Nos
buts
Le but
de l’observation que nous, poignée d’individus, avons engagée
méthodiquement en janvier 2004 est de vérifier l’intensité des
actes négatifs dans le monde. Nous considérons que les actes
négatifs sont des moments historiques où s’ouvre la possibilité d’un
vaste débat dans lequel l’humanité se prendrait pour objet, même
si cette possibilité n’est que trop rarement saisie. L’émeute
telle qu’elle a été observée et définie par la Bibliothèque des
Emeutes est le type même d’événement singulier qui nous
intéresse : là où les frontières conscientes de l’individu
sont dépassées, là où s’exprime en pratique une critique de l’Etat,
des marchandises ou des professionnels de l’information. Les
émeutiers creusent dans le sol des pensées une profonde ligne de
démarcation entre les valets, ennemis du débat sur l’humanité, et
ses partisans, ennemis de ce monde. En cherchant à vérifier le
négatif dans le monde, nous cherchons donc à vérifier les
possibilités d’un débat.
Nous
soutenons la plupart des actes négatifs que nous observons, quoique
pas tous.
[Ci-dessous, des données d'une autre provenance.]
//! # Browser Scheduler
//!
//! [`Scheduler`] over `setTimeout`, `setInterval` and
//! `requestAnimationFrame`. Each armed timer owns a JS closure that hands
//! its [`Wakeup`] to the dispatch target.
//!
//! A closure must not be dropped while it runs. Fired one-shots and
//! cancelled timers are parked in a graveyard that is emptied at the start
//! of the next firing, when none of them can be on the stack.

use std::cell::RefCell;
use std::collections::HashMap;
use std::rc::{Rc, Weak};
use std::time::Duration;

use tracing::warn;
use valalah_core::{Dispatch, Scheduler, TimerHandle, Wakeup};
use wasm_bindgen::closure::Closure;
use wasm_bindgen::JsCast;
use web_sys::Window;

/// Where fired timers are delivered.
pub type DispatchTarget = Weak<RefCell<dyn Dispatch>>;

/// A live browser timer.
enum Armed {
    Timeout(i32, Closure<dyn FnMut()>),
    Interval(i32, Closure<dyn FnMut()>),
    Frame(i32, Closure<dyn FnMut(f64)>),
}

#[derive(Default)]
struct Timers {
    next_handle: u64,
    armed: HashMap<TimerHandle, Armed>,
    graveyard: Vec<Armed>,
}

impl Timers {
    /// Drops closures parked by earlier firings.
    fn sweep(&mut self) {
        self.graveyard.clear();
    }

    /// A one-shot fired: park it.
    fn retire(&mut self, handle: TimerHandle) {
        self.sweep();
        if let Some(armed) = self.armed.remove(&handle) {
            self.graveyard.push(armed);
        }
    }
}

fn deliver(target: &DispatchTarget, wakeup: Wakeup) {
    let Some(target) = target.upgrade() else {
        return;
    };
    // Timers never nest, so a busy target means a JS callback re-entered.
    match target.try_borrow_mut() {
        Ok(mut target) => target.dispatch(wakeup),
        Err(_) => warn!(?wakeup, "target busy, wakeup dropped"),
    }
}

fn millis(duration: Duration) -> i32 {
    i32::try_from(duration.as_millis()).unwrap_or(i32::MAX)
}

/// Browser timers for one theme.
pub struct BrowserScheduler {
    window: Window,
    epoch_ms: f64,
    timers: Rc<RefCell<Timers>>,
    target: DispatchTarget,
}

impl BrowserScheduler {
    /// Creates a scheduler delivering to `target`. Time starts now.
    #[must_use]
    pub fn new(window: Window, target: DispatchTarget) -> Self {
        let epoch_ms = now_ms(&window);
        Self {
            window,
            epoch_ms,
            timers: Rc::new(RefCell::new(Timers::default())),
            target,
        }
    }

    fn next_handle(&self) -> TimerHandle {
        let mut timers = self.timers.borrow_mut();
        timers.next_handle += 1;
        TimerHandle::new(timers.next_handle)
    }

    fn arm(&self, handle: TimerHandle, armed: Result<Armed, wasm_bindgen::JsValue>) {
        match armed {
            Ok(armed) => {
                self.timers.borrow_mut().armed.insert(handle, armed);
            }
            Err(err) => warn!(error = ?err, "browser refused timer"),
        }
    }

    /// Closure for a timer that fires once.
    fn once(&self, handle: TimerHandle, wakeup: Wakeup) -> Closure<dyn FnMut()> {
        let timers = Rc::downgrade(&self.timers);
        let target = self.target.clone();
        Closure::new(move || {
            if let Some(timers) = timers.upgrade() {
                timers.borrow_mut().retire(handle);
            }
            deliver(&target, wakeup);
        })
    }
}

fn now_ms(window: &Window) -> f64 {
    window
        .performance()
        .map_or_else(js_sys::Date::now, |performance| performance.now())
}

impl Scheduler for BrowserScheduler {
    fn now(&self) -> Duration {
        let elapsed = (now_ms(&self.window) - self.epoch_ms).max(0.0);
        Duration::from_secs_f64(elapsed / 1000.0)
    }

    fn after(&mut self, delay: Duration, wakeup: Wakeup) -> TimerHandle {
        let handle = self.next_handle();
        let closure = self.once(handle, wakeup);
        let armed = self
            .window
            .set_timeout_with_callback_and_timeout_and_arguments_0(
                closure.as_ref().unchecked_ref(),
                millis(delay),
            )
            .map(|id| Armed::Timeout(id, closure));
        self.arm(handle, armed);
        handle
    }

    fn every(&mut self, period: Duration, wakeup: Wakeup) -> TimerHandle {
        let handle = self.next_handle();
        let timers = Rc::downgrade(&self.timers);
        let target = self.target.clone();
        let closure: Closure<dyn FnMut()> = Closure::new(move || {
            if let Some(timers) = timers.upgrade() {
                timers.borrow_mut().sweep();
            }
            deliver(&target, wakeup);
        });
        let armed = self
            .window
            .set_interval_with_callback_and_timeout_and_arguments_0(
                closure.as_ref().unchecked_ref(),
                millis(period).max(1),
            )
            .map(|id| Armed::Interval(id, closure));
        self.arm(handle, armed);
        handle
    }

    fn next_frame(&mut self, wakeup: Wakeup) -> TimerHandle {
        let handle = self.next_handle();
        let timers = Rc::downgrade(&self.timers);
        let target = self.target.clone();
        let closure: Closure<dyn FnMut(f64)> = Closure::new(move |_timestamp: f64| {
            if let Some(timers) = timers.upgrade() {
                timers.borrow_mut().retire(handle);
            }
            deliver(&target, wakeup);
        });
        let armed = self
            .window
            .request_animation_frame(closure.as_ref().unchecked_ref())
            .map(|id| Armed::Frame(id, closure));
        self.arm(handle, armed);
        handle
    }

    fn cancel(&mut self, handle: TimerHandle) {
        let mut timers = self.timers.borrow_mut();
        let Some(armed) = timers.armed.remove(&handle) else {
            return;
        };
        match &armed {
            Armed::Timeout(id, _) => self.window.clear_timeout_with_handle(*id),
            Armed::Interval(id, _) => self.window.clear_interval_with_handle(*id),
            Armed::Frame(id, _) => {
                let _ = self.window.cancel_animation_frame(*id);
            }
        }
        timers.graveyard.push(armed);
    }
}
Nous y trouvons le plus souvent une pratique et des prises
de position en accord avec nos intérêts, contre l’organisation de
ce monde. L’observation des événements négatifs est pour nous une
prise de partie subjective, l’entrée dans le débat. Notre
publicité des événements négatifs vise à intensifier le débat en
précisant les disputes, en généralisant les idées qui s’y
expriment séparément et en les critiquant si le besoin s’en fait
ressentir.
Notre
ambition est de montrer l’urgence de ce débat sur l’humanité, de
l’amplifier et d’en tracer les contours. Pour cela nous observons
la révolte dans le monde à travers le filtre des relevés de l’information
en renversant le point de vue conservateur des informateurs. C’est
en effet l’information dominante qui, malgré elle, fournit matière
à notre observation. Les événements repérés dans cette
information sont archivés dans des dossiers et des chronologies. Dans
ces documents, nous ne refaisons pas les révoltes, nous en mettons en
évidence les faits constitutifs. L’intensité, l’ardeur, l’impétuosité,
l’humour, la soudaineté, la radicalité de ces faits donnent la
mesure de la récupération pratiquée par les canaux d’information
dominants et mettent à nu l’ordre qu’ils soutiennent. Cependant,
l’inaccessibilité relative et l’éparpillement des faits dans l’information
et, dans une moindre mesure, la présentation discontinue des
événements par les informateurs empêchent toute compréhension.
Pour rétablir leur force critique, nous réunissons les faits en
donnant à voir la singularité de l’événement qu’ils composent.
Nous
nous adressons aux révoltés pour défaire l’isolement où ils sont
tenus, et dans la parole et dans l’espace, en montrant le mouvement
général dont ils font partie et ses perspectives. Nous nous
adressons à tous ceux qui, insatisfaits de l’effroyable pauvreté
de la vie, cherchent à mettre un terme à la misère quotidienne.
Mais
attention ! Par l’observation, en montrant tout à la fois l’ubiquité
et les différences qualitatives de la révolte dans le monde, se
crée une forme de connaissance, celle d’un contenu du monde issu de
la négativité. Non seulement cette pratique va directement à l’encontre
de la parole des informateurs, mais en allant activement chercher des
événements négatifs dans les tréfonds de l’information
dominante, l’observation rend visibles ces événements inconnus
dans leur ensemble pour la plupart d’entre nous.